BRIEF DESCRIPTION OF THE DRAWINGS
[0021] FIG. 1 illustrates in side view a first embodiment of a
framed portable storage and intermodal transportation container for
bulk granular products according to the present invention.
[0022] FIG. 2 illustrates in end view the framed portable storage
and intermodal transportation container illustrated in FIG. 1.
[0023] FIG. 3 illustrates in side view a second embodiment of a
framed portable storage and intermodal transportation container for
bulk granular products according to the present invention.
[0024] FIG. 4 illustrates in end view the framed portable storage
and intermodal transportation container illustrated in FIG. 3.
[0025] FIG. 5 illustrates in side view a hatch for closing the
openings in the cover of the framed portable storage and intermodal
transportation container illustrated in FIG. 3.
[0026] FIG. 6 illustrates a smooth interior edge between adjacent
walls of the storage container.
[0027] FIG. 7 illustrates in perspective view the framed portable
storage and intermodal transportation container illustrated in FIG.
3.
[0028] FIG. 8 illustrates in side view the framed portable storage
and intermodal transportation container illustrated in FIG. 3
attached to a trailer of truck for transportation to a site for
distribution of bulk granular product from the container.
[0029] FIG. 9 is a schematic illustration of a networked system for
tracking of storage and transport apparatus for bulk materials for
a plurality of users of said apparatus, in accordance with the
present invention.
DETAILED DESCRIPTION
[0030] With reference to the drawings, in which like parts have
like identifiers, the present invention provides a portable storage
and transportation apparatus 20 that receives, stores and
transports bulk granular products.
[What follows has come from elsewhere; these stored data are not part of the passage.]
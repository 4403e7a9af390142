use tracing_subscriber::EnvFilter;

const DEFAULT_FILTER: &str = "info,sqlx=warn";

/// Installs the JSON subscriber for a service. A second call in the same
/// process (CLI subcommands, tests) keeps the first subscriber.
pub fn init(service_name: &str) {
    let filter =
        EnvFilter::try_from_default_env().unwrap_or_else(|_| EnvFilter::new(DEFAULT_FILTER));

    let installed = tracing_subscriber::fmt()
        .with_env_filter(filter)
        .json()
        .with_target(false)
        .try_init()
        .is_ok();

    if installed {
        tracing::info!(service = service_name, "logging initialized");
    }
}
As illustrated in side view in
FIG. 1 and in end view in FIG. 2, the apparatus 20 includes an ISO
frame 22 that holds a storage container 24. The storage container
24 includes opposing side walls 25 and opposing end walls 26. A
cover 28 closes an upper end of the storage container 24. The cover
28 defies at least one opening 30 that is selectively closed by a
hatch 32. The illustrated embodiment includes three hatches 32
providing spaced-apart inlet ports for communicating bulk granular
products into the storage container 24. At least one chute 34
attaches to the bottom of the container 24. The illustrated
embodiment includes three chutes 34. Each chute 34 defines a
discharge port 36. A valve 38 attaches to the discharge port 36.
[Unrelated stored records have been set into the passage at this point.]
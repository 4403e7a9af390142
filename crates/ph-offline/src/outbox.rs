use serde_json::Value;
use std::sync::Arc;

use crate::connectivity::ConnectivityMonitor;
use crate::error::OfflineError;
use crate::record::{BufferKey, PendingRecord};
use crate::remote::{self, RemoteApi};
use crate::store::BufferStore;

#[derive(Debug, Clone, PartialEq)]
pub enum SaveOutcome {
    /// The API stored the pizza; carries the created document.
    Created(Value),
    /// The API was unreachable; the record waits in the buffer.
    Buffered(BufferKey),
}

/// Write path for new pizzas: try the API first, fall back to the buffer
/// when the network is the problem.
pub struct Outbox {
    store: Option<Arc<dyn BufferStore>>,
    remote: Arc<dyn RemoteApi>,
    monitor: ConnectivityMonitor,
}

impl Outbox {
    pub fn new(
        store: Arc<dyn BufferStore>,
        remote: Arc<dyn RemoteApi>,
        monitor: ConnectivityMonitor,
    ) -> Self {
        Self {
            store: Some(store),
            remote,
            monitor,
        }
    }

    /// For when the local store could not be opened: online writes still go
    /// through, offline writes fail with `TransportFailure`.
    pub fn unbuffered(remote: Arc<dyn RemoteApi>, monitor: ConnectivityMonitor) -> Self {
        Self {
            store: None,
            remote,
            monitor,
        }
    }

    /// A rejection is returned to the caller and never buffered, since
    /// replaying the same record would be rejected again.
    pub async fn save(&self, record: PendingRecord) -> Result<SaveOutcome, OfflineError> {
        match remote::submit_one(self.remote.as_ref(), &record).await {
            Ok(created) => {
                self.monitor.set_online(true);
                Ok(SaveOutcome::Created(created))
            }
            Err(OfflineError::TransportFailure(reason)) => {
                self.monitor.report_offline();
                let Some(store) = &self.store else {
                    tracing::warn!(reason = %reason, "api unreachable and no offline buffer");
                    return Err(OfflineError::TransportFailure(reason));
                };

                tracing::warn!(reason = %reason, "api unreachable; buffering pizza");
                let key = store.append(&record).await.inspect_err(|err| {
                    tracing::error!(error = %err, "pizza could not be buffered");
                })?;
                Ok(SaveOutcome::Buffered(key))
            }
            Err(err) => Err(err),
        }
    }
}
The valve 38 connects to a connector pipe 40 that connects to a tee
42 extending from a product discharge conduit 44. The product
discharge conduit 44 runs longitudinally centrally between the
opposing sides 25 of the container. The product discharge conduit
44 includes a coupler 46 at opposing ends. The couplers 46
selectively detachably connect to a supply of pressurized air and
to a discharge pipe for moving the bulk granular material to a
selection area on a site, such as a drill site, storage site,
supply site, and the like, during operation of the apparatus 20.
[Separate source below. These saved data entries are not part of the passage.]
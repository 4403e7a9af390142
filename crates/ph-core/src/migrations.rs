use anyhow::Result;
use sqlx::{migrate::Migrator, Pool, Sqlite};

static MIGRATOR: Migrator = sqlx::migrate!("../../migrations");

pub async fn run(pool: &Pool<Sqlite>) -> Result<()> {
    MIGRATOR.run(pool).await?;
    tracing::info!("database migrations applied");
    Ok(())
}
use anyhow::Result;
use sqlx::sqlite::{SqliteConnectOptions, SqlitePoolOptions};
use sqlx::{Pool, Sqlite};
use std::str::FromStr;

pub async fn connect(database_url: &str) -> Result<Pool<Sqlite>> {
    let options = SqliteConnectOptions::from_str(database_url)?
        .create_if_missing(true)
        .foreign_keys(true);

    if let Some(parent) = options.get_filename().parent() {
        if !parent.as_os_str().is_empty() {
            std::fs::create_dir_all(parent)?;
        }
    }

    let pool = SqlitePoolOptions::new()
        .max_connections(5)
        .connect_with(options)
        .await?;
    Ok(pool)
}

/// Single-connection in-memory pool; every connection to `sqlite::memory:`
/// would otherwise see its own empty database.
pub async fn connect_in_memory() -> Result<Pool<Sqlite>> {
    let options = SqliteConnectOptions::from_str("sqlite::memory:")?.foreign_keys(true);
    let pool = SqlitePoolOptions::new()
        .max_connections(1)
        .idle_timeout(None)
        .max_lifetime(None)
        .connect_with(options)
        .await?;
    Ok(pool)
}

pub async fn check_ready(pool: &Pool<Sqlite>) -> Result<()> {
    sqlx::query("SELECT 1").execute(pool).await?;
    Ok(())
}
The side walls 25, end walls 26, cover 28, and chutes 34 connect
together and to the frame 22 by welding.
[0031] The frame 22 includes opposing upper tubes 50, intermediate
support tubes 52, and roll-off rails 54. The roll-off rails 54 in
the illustrated embodiment assemble from a plurality of elongated
tubes 56 that connect to transverse tubes 58. The transverse tubes
58 provide entry for the forks of a forklift vehicle, for lifting
and moving the storage container 24. As shown in FIG. 2, a pair of
opposing vertical tubes 60 and opposing upper and lower transverse
tubes 61 with an intermediate tube 63 form each opposing end of the
frame 22. The tubes 60 connect at opposing ends to the upper tubes
50 and roll-off rails 54 as well as to the respective ends of the
intermediate support tubes 52. A plurality of opposing intermediate
vertical tubes 62 connect at opposing ends to the intermediate
support tubes 52 and the upper tubes 50. The distal ends of the
upper tubes 50 and the vertical tubes 60 connect in a corner
casting 64, or ISO block, for conventional connection of adjacent
storage and transportation apparatus 20. Similarly, the distal ends
of the roll-off rails 54 and the vertical tubes 60 likewise connect
in corner castings 64.
[0032] FIG. 3 illustrates in side view, and FIG. 4 illustrates in
end view, a second embodiment of a framed portable storage and
intermodal transportation container 20 for bulk granular products
according to the present invention. This embodiment further
includes additional intermediate vertical tubes 62a connected at
opposing distal ends to the roll-off rails 54 and the intermediate
support tubes 52. An alternate embodiment uses unitary continuous
tubes rather than separate tubes 62 and 62a. A plurality of side
struts 66 connects between the intermediate support tubes 52 and
the upper tube 50. The side struts 66 provide lateral support to
the side walls 25 and end walls 26 of the storage container 24.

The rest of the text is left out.